Transcribe word for word the lines below from the line with "added is connected" through the line with "build time in a", ends included.
---------------
//! Workflow payload values
//!
//! Every node consumes and produces a [`WorkflowValue`]. Nodes that want a
//! concrete Rust type go through [`WorkflowValue::decode`] instead of
//! reaching into maps by hand.

use serde::de::DeserializeOwned;
use serde::{Deserialize, Serialize};
use std::collections::HashMap;

/// Dynamically typed payload passed between nodes.
#[derive(Debug, Clone, PartialEq, Serialize, Deserialize, Default)]
#[serde(untagged)]
pub enum WorkflowValue {
    #[default]
    Null,
    Bool(bool),
    Int(i64),
    Float(f64),
    String(String),
    List(Vec<WorkflowValue>),
    Map(HashMap<String, WorkflowValue>),
}

impl WorkflowValue {
    pub fn is_null(&self) -> bool {
        matches!(self, WorkflowValue::Null)
    }

    pub fn as_bool(&self) -> Option<bool> {
        match self {
            WorkflowValue::Bool(b) => Some(*b),
            _ => None,
        }
    }

    pub fn as_i64(&self) -> Option<i64> {
        match self {
            WorkflowValue::Int(i) => Some(*i),
            _ => None,
        }
    }

    pub fn as_f64(&self) -> Option<f64> {
        match self {
            WorkflowValue::Float(f) => Some(*f),
            WorkflowValue::Int(i) => Some(*i as f64),
            _ => None,
        }
    }

    pub fn as_str(&self) -> Option<&str> {
        match self {
            WorkflowValue::String(s) => Some(s),
            _ => None,
        }
    }

    pub fn as_list(&self) -> Option<&[WorkflowValue]> {
        match self {
            WorkflowValue::List(l) => Some(l),
            _ => None,
        }
    }

    pub fn as_map(&self) -> Option<&HashMap<String, WorkflowValue>> {
        match self {
            WorkflowValue::Map(m) => Some(m),
            _ => None,
        }
    }

    /// Look up a key when the value is a map.
    pub fn get(&self, key: &str) -> Option<&WorkflowValue> {
        self.as_map().and_then(|m| m.get(key))
    }

    /// Build a map value from `(key, value)` pairs.
    pub fn map<K, V, I>(entries: I) -> Self
    where
        I: IntoIterator<Item = (K, V)>,
        K: Into<String>,
        V: Into<WorkflowValue>,
    {
        WorkflowValue::Map(
            entries
                .into_iter()
                .map(|(k, v)| (k.into(), v.into()))
                .collect(),
        )
    }

    /// Convert into a `serde_json::Value`.
    pub fn to_json(&self) -> serde_json::Value {
        serde_json::to_value(self).unwrap_or(serde_json::Value::Null)
    }

    /// Decode the payload into a concrete type.
    ///
    /// ```rust
    /// use loomflow_kernel::workflow::WorkflowValue;
    /// #[derive(serde::Deserialize)]
    /// struct Count { n: i64 }
    ///
    /// let v = WorkflowValue::map([("n", 5i64)]);
    /// assert_eq!(v.decode::<Count>().unwrap().n, 5);
    /// ```
    pub fn decode<T: DeserializeOwned>(&self) -> Result<T, serde_json::Error> {
        serde_json::from_value(self.to_json())
    }

    /// Encode any serializable value as a payload.
    pub fn encode<T: Serialize>(value: &T) -> Result<Self, serde_json::Error> {
        serde_json::to_value(value).map(WorkflowValue::from)
    }

    /// Short human readable rendering used in log lines and prompts.
    pub fn render(&self) -> String {
        match self {
            WorkflowValue::String(s) => s.clone(),
            WorkflowValue::Null => String::new(),
            other => other.to_json().to_string(),
        }
    }
}

impl From<bool> for WorkflowValue {
    fn from(v: bool) -> Self {
        WorkflowValue::Bool(v)
    }
}

impl From<i64> for WorkflowValue {
    fn from(v: i64) -> Self {
        WorkflowValue::Int(v)
    }
}

impl From<i32> for WorkflowValue {
    fn from(v: i32) -> Self {
        WorkflowValue::Int(v as i64)
    }
}

impl From<usize> for WorkflowValue {
    fn from(v: usize) -> Self {
        WorkflowValue::Int(v as i64)
    }
}

impl From<f64> for WorkflowValue {
    fn from(v: f64) -> Self {
        WorkflowValue::Float(v)
    }
}

impl From<String> for WorkflowValue {
    fn from(v: String) -> Self {
        WorkflowValue::String(v)
    }
}

impl From<&str> for WorkflowValue {
    fn from(v: &str) -> Self {
        WorkflowValue::String(v.to_string())
    }
}

impl<T: Into<WorkflowValue>> From<Vec<T>> for WorkflowValue {
    fn from(v: Vec<T>) -> Self {
        WorkflowValue::List(v.into_iter().map(Into::into).collect())
    }
}

impl From<serde_json::Value> for WorkflowValue {
    fn from(v: serde_json::Value) -> Self {
        match v {
            serde_json::Value::Null => WorkflowValue::Null,
            serde_json::Value::Bool(b) => WorkflowValue::Bool(b),
            serde_json::Value::Number(n) => match n.as_i64() {
                Some(i) => WorkflowValue::Int(i),
                None => WorkflowValue::Float(n.as_f64().unwrap_or_default()),
            },
            serde_json::Value::String(s) => WorkflowValue::String(s),
            serde_json::Value::Array(items) => {
                WorkflowValue::List(items.into_iter().map(WorkflowValue::from).collect())
            }
            serde_json::Value::Object(obj) => WorkflowValue::Map(
                obj.into_iter()
                    .map(|(k, v)| (k, WorkflowValue::from(v)))
                    .collect(),
            ),
        }
    }
}
//! Workflow Module
//!
//! Core types and traits of the loomflow workflow engine:
//!
//! - **Values**: [`WorkflowValue`], the payload passed between nodes
//! - **Nodes**: the [`Node`] trait and its [`NodeOutput`]/[`Directive`]
//! - **Context**: the per-run [`ExecutionContext`] and the [`NodeContext`] a node sees
//! - **Errors**: [`NodeError`] with its [`ErrorKind`]/[`ErrorCategory`] taxonomy
//! - **Hooks**: [`WorkflowHooks`] observers and the [`CheckpointSink`]
//! - **Collaborators**: [`LlmClient`], [`ToolExecutor`], [`ArgumentValidator`]
//!
//! # Architecture
//!
//! This module defines traits and data only (kernel layer). The graph,
//! executor, resilience wrappers and node catalogue are provided in
//! `loomflow-foundation`.

pub mod collaborator;
pub mod context;
pub mod error;
pub mod hooks;
pub mod node;
pub mod policy;
pub mod result;
pub mod value;

pub use collaborator::{
    ArgumentValidator, ChatMessage, LlmClient, ModelConfig, ProviderError, Role, ToolError,
    ToolExecutor, ValidationError,
};
pub use context::{Activation, Checkpoint, ExecutionContext, LoopState, NodeContext, PendingNode};
pub use error::{ErrorCategory, ErrorKind, NodeError};
pub use hooks::{CheckpointSink, NoopHooks, WorkflowHooks, guard_hook};
pub use node::{Directive, Node, NodeKind, NodeOutput};
pub use policy::{CircuitBreakerConfig, CircuitState, RetryPolicy, TimeoutPolicy};
pub use result::{NodeResult, RunFailure, WorkflowResult, WorkflowStatus};
pub use value::WorkflowValue;
//! 工作流构建器
//! Workflow Builder
//!
//! 提供流式 API 构建工作流
//! Fluent API for assembling a [`Workflow`]. Each node added is connected
//! from the previously added one unless the chain was broken with
//! [`WorkflowBuilder::detach`] or redirected with [`WorkflowBuilder::goto`].
//!
//! Resilience wrappers are recorded per node and applied at build time in a
//! fixed order, whatever order they were declared in:
//!
//! ```text
//! Fallback( CircuitBreaker( Retry( Timeout( node ) ) ) )
//! ```
//!
//! so a timeout bounds a single attempt, the breaker counts one failure per
//! exhausted retry sequence, and the fallback sees the final error.

use super::config::EngineConfig;
use super::engine::{InputSchema, Workflow};
use super::executor::WorkflowExecutor;
use super::fault_tolerance::{
    CircuitBreaker, CircuitBreakerRegistry, Fallback, Retry, RetryPredicate, Timeout,
};
use super::graph::{Edge, GraphError, MapReduceSpec, WorkflowGraph, WorkflowNode};
use super::hooks::HookSet;
use super::node::{
    ConditionNode, DelayNode, FnNode, LlmNode, LogNode, SwitchNode, ToolNode, ValidationNode,
};
use loomflow_kernel::workflow::{
    ArgumentValidator, CheckpointSink, ExecutionContext, LlmClient, ModelConfig, Node,
    NodeContext, NodeError, NodeOutput, RetryPolicy, ToolExecutor, WorkflowHooks, WorkflowValue,
};
use std::collections::HashMap;
use std::future::Future;
use std::sync::Arc;
use std::time::Duration;
use tracing::debug;

/// Policy taken from [`EngineConfig`] at build time, or given explicitly.
enum Setting<T> {
    FromConfig,
    Explicit(T),
}

#[derive(Default)]
struct NodePolicies {
    timeout: Option<(Setting<Duration>, Option<WorkflowValue>)>,
    retry: Option<(Setting<RetryPolicy>, Option<RetryPredicate>)>,
    breaker: Option<String>,
    fallback: Option<Arc<dyn Node>>,
}

/// 工作流构建器
/// Workflow builder
pub struct WorkflowBuilder {
    graph: WorkflowGraph,
    current: Option<String>,
    config: EngineConfig,
    hooks: HookSet,
    checkpoint_sink: Option<Arc<dyn CheckpointSink>>,
    input_schema: Option<InputSchema>,
    breakers: Option<Arc<CircuitBreakerRegistry>>,
    policies: HashMap<String, NodePolicies>,
    /// Policy declared for a missing node; reported by `build`.
    pending_error: Option<GraphError>,
}
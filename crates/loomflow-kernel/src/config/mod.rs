//! Configuration loading
//!
//! Engine settings (executor limits, default resilience policies, circuit
//! breaker thresholds) are plain serde structs. This module turns files or
//! strings in any format the `config` crate understands into those structs.
//!
//! - Format detected from the file extension
//! - `${VAR}` / `$VAR` environment substitution before parsing
//! - Layering: later sources override earlier ones

use config::{Config as Cfg, File};
use regex::Regex;
use serde::de::DeserializeOwned;
use std::path::Path;
use std::sync::LazyLock;

pub use config::FileFormat;


/// Errors raised while loading configuration.
#[derive(Debug, thiserror::Error)]
#[non_exhaustive]
pub enum ConfigError {
    #[error("IO error: {0}")]
    Io(#[from] std::io::Error),

    #[error("Config parsing error: {0}")]
    Parse(String),

    #[error("Unsupported format: {0}")]
    UnsupportedFormat(String),

    #[error("Deserialization error: {0}")]
    Deserialize(String),
}

/// Result type for config operations
pub type ConfigResult<T> = Result<T, ConfigError>;

static BRACED_VAR: LazyLock<Regex> = LazyLock::new(|| {
    Regex::new(r"\$\{([A-Za-z_][A-Za-z0-9_]*)\}").expect("static regex is valid")
});

static BARE_VAR: LazyLock<Regex> = LazyLock::new(|| {
    Regex::new(r"\$([A-Za-z_][A-Za-z0-9_]*)\b").expect("static regex is valid")
});

/// Map a file extension to a [`FileFormat`].
///
/// ```rust
/// use loomflow_kernel::config::{detect_format, FileFormat};
///
/// assert_eq!(detect_format("engine.yml").unwrap(), FileFormat::Yaml);
/// assert!(detect_format("engine.xml").is_err());
/// ```
pub fn detect_format(path: impl AsRef<Path>) -> ConfigResult<FileFormat> {
    let ext = path
        .as_ref()
        .extension()
        .and_then(|e| e.to_str())
        .ok_or_else(|| ConfigError::UnsupportedFormat("no file extension".to_string()))?;

    match ext.to_lowercase().as_str() {
        "yaml" | "yml" => Ok(FileFormat::Yaml),
        "toml" => Ok(FileFormat::Toml),
        "json" => Ok(FileFormat::Json),
        "ini" => Ok(FileFormat::Ini),
        "ron" => Ok(FileFormat::Ron),
        "json5" => Ok(FileFormat::Json5),
        other => Err(ConfigError::UnsupportedFormat(other.to_string())),
    }
}

/// Replace `${VAR}` and `$VAR` references with environment values.
///
/// Unknown variables are left untouched so that the parse error (if any)
/// points at the original text.
pub fn substitute_env_vars(content: &str) -> String {
    let braced = BRACED_VAR.replace_all(content, |caps: &regex::Captures| {
        std::env::var(&caps[1]).unwrap_or_else(|_| caps[0].to_string())
    });

    BARE_VAR
        .replace_all(&braced, |caps: &regex::Captures| {
            std::env::var(&caps[1]).unwrap_or_else(|_| caps[0].to_string())
        })
        .into_owned()
}

fn build<T: DeserializeOwned>(sources: Vec<(String, FileFormat)>) -> ConfigResult<T> {
    let mut builder = Cfg::builder();
    for (content, format) in sources {
        builder = builder.add_source(File::from_str(&substitute_env_vars(&content), format));
    }

    builder
        .build()
        .map_err(|e| ConfigError::Parse(e.to_string()))?
        .try_deserialize()
        .map_err(|e| ConfigError::Deserialize(e.to_string()))
}

/// Parse configuration text in an explicit format.
pub fn from_str<T: DeserializeOwned>(content: &str, format: FileFormat) -> ConfigResult<T> {
    build(vec![(content.to_string(), format)])
}

/// Load a single configuration file.
///
/// ```rust,ignore
/// let engine: EngineConfig = loomflow_kernel::config::load_config("loomflow.toml")?;
/// ```
pub fn load_config<T: DeserializeOwned>(path: impl AsRef<Path>) -> ConfigResult<T> {
    load_layered(&[path])
}

/// Load several files; keys in later files override earlier ones.
pub fn load_layered<T, P>(paths: &[P]) -> ConfigResult<T>
where
    T: DeserializeOwned,
    P: AsRef<Path>,
{
    let mut sources = Vec::with_capacity(paths.len());
    for path in paths {
        let format = detect_format(path)?;
        sources.push((std::fs::read_to_string(path)?, format));
    }
    build(sources)
}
---------------
**FINAL ANSWER**:
//! Fluent API for assembling a [`Workflow`]. Each node added is connected
//! from the previously added one unless the chain was broken with
//! [`WorkflowBuilder::detach`] or redirected with [`WorkflowBuilder::goto`].
//!
//! Resilience wrappers are recorded per node and applied at build time in a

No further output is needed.